• **Task statement**:
Search the material and gather each line with "index" in it.

• **Material for this task**:
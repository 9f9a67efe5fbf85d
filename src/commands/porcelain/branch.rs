use crate::areas::repository::Repository;
use crate::artifacts::branch::branch_name::BranchName;
use crate::errors::RepositoryError;

impl Repository {
    /// Create a branch pointing at HEAD
    pub fn new_branch(&mut self, branch_name: &str) -> crate::errors::Result<()> {
        let branch_name = BranchName::try_parse(branch_name)?;
        let head = self.branches()?.head().clone();

        self.branches_mut()?.create(branch_name, head)?;
        self.save()
    }

    /// Delete a branch pointer; its commits stay in the repository
    pub fn delete_branch(&mut self, branch_name: &str) -> crate::errors::Result<()> {
        self.branches()?;
        let branch_name =
            BranchName::try_parse(branch_name).map_err(|_| RepositoryError::NoSuchBranch)?;

        self.branches_mut()?.delete(&branch_name)?;
        self.save()
    }
}
use crate::areas::repository::Repository;
use crate::artifacts::objects::commit::timestamp_from_env;
use crate::artifacts::objects::object_id::ObjectId;

impl Repository {
    /// Record the working index as a new commit on the active branch
    pub fn commit(&mut self, message: &str) -> crate::errors::Result<ObjectId> {
        let parent = self.branches()?.head().clone();
        let snapshot = self.index().tree().clone();

        let commit_id = self
            .graph_mut()
            .create_commit(vec![parent], message, snapshot, timestamp_from_env())?
            .oid()
            .clone();
        self.branches_mut()?.set_head(commit_id.clone());

        self.save()?;
        Ok(commit_id)
    }
}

• **Output of the exercise**:
    /// Record the working index as a new commit on the active branch
        let snapshot = self.index().tree().clone();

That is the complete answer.